Dataset entries:
⁂
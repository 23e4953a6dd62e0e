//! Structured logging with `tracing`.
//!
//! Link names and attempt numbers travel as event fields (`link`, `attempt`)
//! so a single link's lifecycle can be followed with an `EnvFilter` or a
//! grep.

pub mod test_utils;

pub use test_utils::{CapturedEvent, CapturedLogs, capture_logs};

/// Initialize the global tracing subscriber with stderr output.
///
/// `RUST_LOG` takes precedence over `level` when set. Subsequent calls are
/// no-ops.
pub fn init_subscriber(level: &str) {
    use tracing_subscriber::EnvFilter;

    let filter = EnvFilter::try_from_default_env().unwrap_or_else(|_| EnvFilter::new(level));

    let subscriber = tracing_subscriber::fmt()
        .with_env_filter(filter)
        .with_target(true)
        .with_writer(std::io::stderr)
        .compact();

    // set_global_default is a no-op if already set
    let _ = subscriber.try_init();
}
⁂
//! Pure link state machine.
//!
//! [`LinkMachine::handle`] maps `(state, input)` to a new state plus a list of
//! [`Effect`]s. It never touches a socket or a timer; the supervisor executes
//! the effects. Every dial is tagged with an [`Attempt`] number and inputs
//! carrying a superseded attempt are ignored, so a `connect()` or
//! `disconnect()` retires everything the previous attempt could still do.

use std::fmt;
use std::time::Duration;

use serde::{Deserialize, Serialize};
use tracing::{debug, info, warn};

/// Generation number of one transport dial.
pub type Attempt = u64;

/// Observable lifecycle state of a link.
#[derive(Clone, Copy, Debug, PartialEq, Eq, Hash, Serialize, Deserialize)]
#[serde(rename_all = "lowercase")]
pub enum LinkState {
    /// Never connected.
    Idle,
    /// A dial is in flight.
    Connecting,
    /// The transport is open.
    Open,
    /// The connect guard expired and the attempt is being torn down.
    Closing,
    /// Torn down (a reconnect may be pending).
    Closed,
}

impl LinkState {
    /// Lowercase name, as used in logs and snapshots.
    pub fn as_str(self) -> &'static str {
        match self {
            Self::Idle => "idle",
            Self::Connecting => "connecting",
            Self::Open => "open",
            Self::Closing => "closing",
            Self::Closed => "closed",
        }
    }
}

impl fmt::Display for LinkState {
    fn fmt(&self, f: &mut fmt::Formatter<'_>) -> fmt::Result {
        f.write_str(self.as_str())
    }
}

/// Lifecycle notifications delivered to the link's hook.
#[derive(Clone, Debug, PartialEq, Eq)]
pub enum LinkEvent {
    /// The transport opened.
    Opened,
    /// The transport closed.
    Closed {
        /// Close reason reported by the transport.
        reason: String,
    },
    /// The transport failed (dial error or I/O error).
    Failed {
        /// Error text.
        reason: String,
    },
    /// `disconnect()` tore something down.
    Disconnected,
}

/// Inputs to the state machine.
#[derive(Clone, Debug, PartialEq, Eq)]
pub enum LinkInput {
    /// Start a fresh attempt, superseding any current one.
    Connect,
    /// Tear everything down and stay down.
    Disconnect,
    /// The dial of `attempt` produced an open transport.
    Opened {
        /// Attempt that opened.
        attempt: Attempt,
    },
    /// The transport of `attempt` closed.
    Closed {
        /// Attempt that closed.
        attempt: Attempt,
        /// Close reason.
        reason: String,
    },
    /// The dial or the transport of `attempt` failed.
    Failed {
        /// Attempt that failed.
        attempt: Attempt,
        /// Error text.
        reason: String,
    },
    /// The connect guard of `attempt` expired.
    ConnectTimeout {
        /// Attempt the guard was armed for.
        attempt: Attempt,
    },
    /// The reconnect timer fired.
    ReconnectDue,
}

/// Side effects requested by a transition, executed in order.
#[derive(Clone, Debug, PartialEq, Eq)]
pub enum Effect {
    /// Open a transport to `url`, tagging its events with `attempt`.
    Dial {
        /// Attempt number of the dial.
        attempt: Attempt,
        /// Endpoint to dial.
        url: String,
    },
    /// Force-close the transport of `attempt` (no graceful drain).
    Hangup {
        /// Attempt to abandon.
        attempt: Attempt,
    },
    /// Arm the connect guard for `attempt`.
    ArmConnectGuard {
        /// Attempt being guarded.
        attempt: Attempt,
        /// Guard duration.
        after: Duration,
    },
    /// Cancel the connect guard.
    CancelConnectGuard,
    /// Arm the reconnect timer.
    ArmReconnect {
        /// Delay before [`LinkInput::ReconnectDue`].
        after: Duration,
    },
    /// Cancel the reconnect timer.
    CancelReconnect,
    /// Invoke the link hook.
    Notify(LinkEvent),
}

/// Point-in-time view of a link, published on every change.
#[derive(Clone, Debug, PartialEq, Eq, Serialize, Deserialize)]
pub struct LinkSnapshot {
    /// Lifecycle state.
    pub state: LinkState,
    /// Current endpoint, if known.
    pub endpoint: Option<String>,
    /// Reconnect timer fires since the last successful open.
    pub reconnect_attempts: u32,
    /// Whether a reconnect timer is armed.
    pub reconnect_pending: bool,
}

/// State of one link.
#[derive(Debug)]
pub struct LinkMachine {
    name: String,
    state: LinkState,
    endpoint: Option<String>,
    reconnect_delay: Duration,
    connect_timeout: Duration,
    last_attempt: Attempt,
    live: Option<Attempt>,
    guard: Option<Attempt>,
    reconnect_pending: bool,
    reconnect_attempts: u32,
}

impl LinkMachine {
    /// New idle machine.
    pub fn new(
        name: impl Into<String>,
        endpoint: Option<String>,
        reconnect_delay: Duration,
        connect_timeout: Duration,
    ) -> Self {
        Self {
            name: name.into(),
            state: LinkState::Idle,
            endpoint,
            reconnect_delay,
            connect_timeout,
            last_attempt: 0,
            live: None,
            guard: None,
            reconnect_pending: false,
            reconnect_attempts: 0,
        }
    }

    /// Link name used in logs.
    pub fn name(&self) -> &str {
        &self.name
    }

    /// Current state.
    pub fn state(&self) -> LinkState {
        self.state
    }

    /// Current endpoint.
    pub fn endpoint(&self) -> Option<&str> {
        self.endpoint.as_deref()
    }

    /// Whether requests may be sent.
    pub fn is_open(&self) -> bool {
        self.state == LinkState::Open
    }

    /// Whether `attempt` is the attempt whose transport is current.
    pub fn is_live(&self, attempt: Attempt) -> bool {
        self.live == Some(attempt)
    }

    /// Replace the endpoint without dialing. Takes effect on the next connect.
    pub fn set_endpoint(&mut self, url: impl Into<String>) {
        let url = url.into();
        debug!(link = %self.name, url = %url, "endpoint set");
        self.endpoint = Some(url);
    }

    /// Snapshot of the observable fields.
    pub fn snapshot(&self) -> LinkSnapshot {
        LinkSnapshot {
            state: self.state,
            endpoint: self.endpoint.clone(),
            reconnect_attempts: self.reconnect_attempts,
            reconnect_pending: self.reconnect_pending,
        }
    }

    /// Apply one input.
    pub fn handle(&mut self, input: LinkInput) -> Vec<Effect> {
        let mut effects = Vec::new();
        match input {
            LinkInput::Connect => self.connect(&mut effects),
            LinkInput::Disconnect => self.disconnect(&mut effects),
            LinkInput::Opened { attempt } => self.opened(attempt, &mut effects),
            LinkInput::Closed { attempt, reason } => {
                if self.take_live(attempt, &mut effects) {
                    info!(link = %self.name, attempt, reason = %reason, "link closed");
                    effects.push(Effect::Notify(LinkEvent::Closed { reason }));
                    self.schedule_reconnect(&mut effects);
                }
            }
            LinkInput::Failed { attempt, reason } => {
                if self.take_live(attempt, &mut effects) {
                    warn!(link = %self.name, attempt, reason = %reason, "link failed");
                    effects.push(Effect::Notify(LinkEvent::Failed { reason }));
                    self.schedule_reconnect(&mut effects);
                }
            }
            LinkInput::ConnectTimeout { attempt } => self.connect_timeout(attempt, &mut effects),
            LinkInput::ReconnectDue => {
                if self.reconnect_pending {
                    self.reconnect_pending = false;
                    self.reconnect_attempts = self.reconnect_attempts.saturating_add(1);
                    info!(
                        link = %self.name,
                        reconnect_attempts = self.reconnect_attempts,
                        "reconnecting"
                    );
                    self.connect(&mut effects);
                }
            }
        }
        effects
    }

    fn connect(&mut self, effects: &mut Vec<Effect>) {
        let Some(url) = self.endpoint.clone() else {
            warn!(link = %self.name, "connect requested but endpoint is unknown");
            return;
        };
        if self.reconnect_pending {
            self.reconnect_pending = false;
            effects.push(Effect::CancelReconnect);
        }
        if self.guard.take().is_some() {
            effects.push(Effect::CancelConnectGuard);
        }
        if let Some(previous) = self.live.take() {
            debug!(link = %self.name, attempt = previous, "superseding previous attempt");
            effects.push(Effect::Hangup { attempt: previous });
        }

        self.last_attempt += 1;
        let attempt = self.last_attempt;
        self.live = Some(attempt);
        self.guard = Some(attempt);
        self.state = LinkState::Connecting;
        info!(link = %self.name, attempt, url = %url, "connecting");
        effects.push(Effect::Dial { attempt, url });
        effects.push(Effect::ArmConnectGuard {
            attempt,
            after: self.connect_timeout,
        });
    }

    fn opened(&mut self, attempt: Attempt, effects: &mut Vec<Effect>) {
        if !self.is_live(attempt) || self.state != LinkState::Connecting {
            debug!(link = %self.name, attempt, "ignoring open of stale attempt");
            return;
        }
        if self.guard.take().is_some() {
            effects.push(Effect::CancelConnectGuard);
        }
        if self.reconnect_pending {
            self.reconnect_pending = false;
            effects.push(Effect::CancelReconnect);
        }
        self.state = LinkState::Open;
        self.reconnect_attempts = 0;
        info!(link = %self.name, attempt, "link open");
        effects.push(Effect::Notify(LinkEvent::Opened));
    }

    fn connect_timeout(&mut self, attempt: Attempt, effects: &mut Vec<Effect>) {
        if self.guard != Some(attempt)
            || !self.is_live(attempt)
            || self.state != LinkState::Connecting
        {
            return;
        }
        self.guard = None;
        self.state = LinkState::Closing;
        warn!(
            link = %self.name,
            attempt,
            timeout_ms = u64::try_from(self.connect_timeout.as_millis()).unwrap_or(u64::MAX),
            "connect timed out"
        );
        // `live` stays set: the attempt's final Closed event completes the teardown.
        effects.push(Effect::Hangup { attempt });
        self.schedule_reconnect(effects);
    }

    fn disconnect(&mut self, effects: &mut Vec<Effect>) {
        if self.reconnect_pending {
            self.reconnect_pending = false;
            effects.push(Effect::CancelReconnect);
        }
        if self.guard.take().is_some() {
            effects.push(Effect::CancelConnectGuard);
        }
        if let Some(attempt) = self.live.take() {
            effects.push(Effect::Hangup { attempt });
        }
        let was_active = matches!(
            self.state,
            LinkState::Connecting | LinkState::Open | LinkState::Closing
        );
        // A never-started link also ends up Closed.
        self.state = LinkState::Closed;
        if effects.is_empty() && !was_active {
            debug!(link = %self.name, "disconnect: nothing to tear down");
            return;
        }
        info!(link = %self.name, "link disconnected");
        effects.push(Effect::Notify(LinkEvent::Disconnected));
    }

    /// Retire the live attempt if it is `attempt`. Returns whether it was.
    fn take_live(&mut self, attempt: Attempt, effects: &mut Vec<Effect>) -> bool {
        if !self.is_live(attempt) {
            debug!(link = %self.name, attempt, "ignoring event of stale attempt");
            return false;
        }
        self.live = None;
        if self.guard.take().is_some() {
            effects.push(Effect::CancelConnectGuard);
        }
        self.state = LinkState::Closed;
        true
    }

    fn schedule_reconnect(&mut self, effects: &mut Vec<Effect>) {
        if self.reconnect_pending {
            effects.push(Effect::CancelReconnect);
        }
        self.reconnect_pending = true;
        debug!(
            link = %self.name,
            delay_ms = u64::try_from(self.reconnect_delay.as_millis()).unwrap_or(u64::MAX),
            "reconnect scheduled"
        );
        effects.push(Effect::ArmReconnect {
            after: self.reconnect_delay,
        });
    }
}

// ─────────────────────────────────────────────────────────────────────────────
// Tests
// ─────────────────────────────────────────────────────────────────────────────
⁂
BRIEF:
The stretch of entries above that starts with the line containing "pub enum LinkEvent" and goes on through the line containing "the state machine." is to be transcribed exactly, and no other line is to be transcribed.

SOLUTION TO THIS EXERCISE:
pub enum LinkEvent {
    /// The transport opened.
    Opened,
    /// The transport closed.
    Closed {
        /// Close reason reported by the transport.
        reason: String,
    },
    /// The transport failed (dial error or I/O error).
    Failed {
        /// Error text.
        reason: String,
    },
    /// `disconnect()` tore something down.
    Disconnected,
}

/// Inputs to the state machine.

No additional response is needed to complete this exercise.